START RECORDS PROVIDED
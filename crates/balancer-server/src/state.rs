//! Shared process-wide state, threaded through the axum router and every
//! background task by composition — one `Arc<AppStateInner>` rather than
//! ambient statics, following the teacher's `AppState`/`AppStateInner` split.

use std::sync::Arc;
use std::time::Instant;

use balancer_core::config::Config;
use balancer_core::counters::Counters;
use balancer_core::dispatcher::Dispatcher;
use balancer_core::endpoint::EndpointRegistry;
use balancer_core::pool::ServicePool;
use balancer_sbbs::pipeline::SbbsPipeline;

#[derive(Clone)]
pub struct AppState {
    pub inner: Arc<AppStateInner>,
}

pub struct AppStateInner {
    pub config: Config,
    pub counters: Arc<Counters>,
    pub dispatcher: Dispatcher,
    pub endpoints: Arc<EndpointRegistry>,
    pub wallet_pool: Arc<ServicePool>,
    pub bbs_pool: Option<Arc<ServicePool>>,
    pub sbbs_pipeline: Option<Arc<SbbsPipeline>>,
    pub start_time: Instant,
}

impl AppState {
    pub fn new(
        config: Config,
        counters: Arc<Counters>,
        dispatcher: Dispatcher,
        endpoints: Arc<EndpointRegistry>,
        wallet_pool: Arc<ServicePool>,
        bbs_pool: Option<Arc<ServicePool>>,
        sbbs_pipeline: Option<Arc<SbbsPipeline>>,
    ) -> Self {
        Self {
            inner: Arc::new(AppStateInner {
                config,
                counters,
                dispatcher,
                endpoints,
                wallet_pool,
                bbs_pool,
                sbbs_pipeline,
                start_time: Instant::now(),
            }),
        }
    }

    pub fn uptime_secs(&self) -> u64 {
        self.inner.start_time.elapsed().as_secs()
    }
}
END RECORDS PROVIDED
**TASK REQUIREMENTS:** For this exercise, find all lines in the records containing the word "AppStateInner" and copy them.

**RESULT:**
//! background task by composition — one `Arc<AppStateInner>` rather than
//! ambient statics, following the teacher's `AppState`/`AppStateInner` split.
    pub inner: Arc<AppStateInner>,
pub struct AppStateInner {
            inner: Arc::new(AppStateInner {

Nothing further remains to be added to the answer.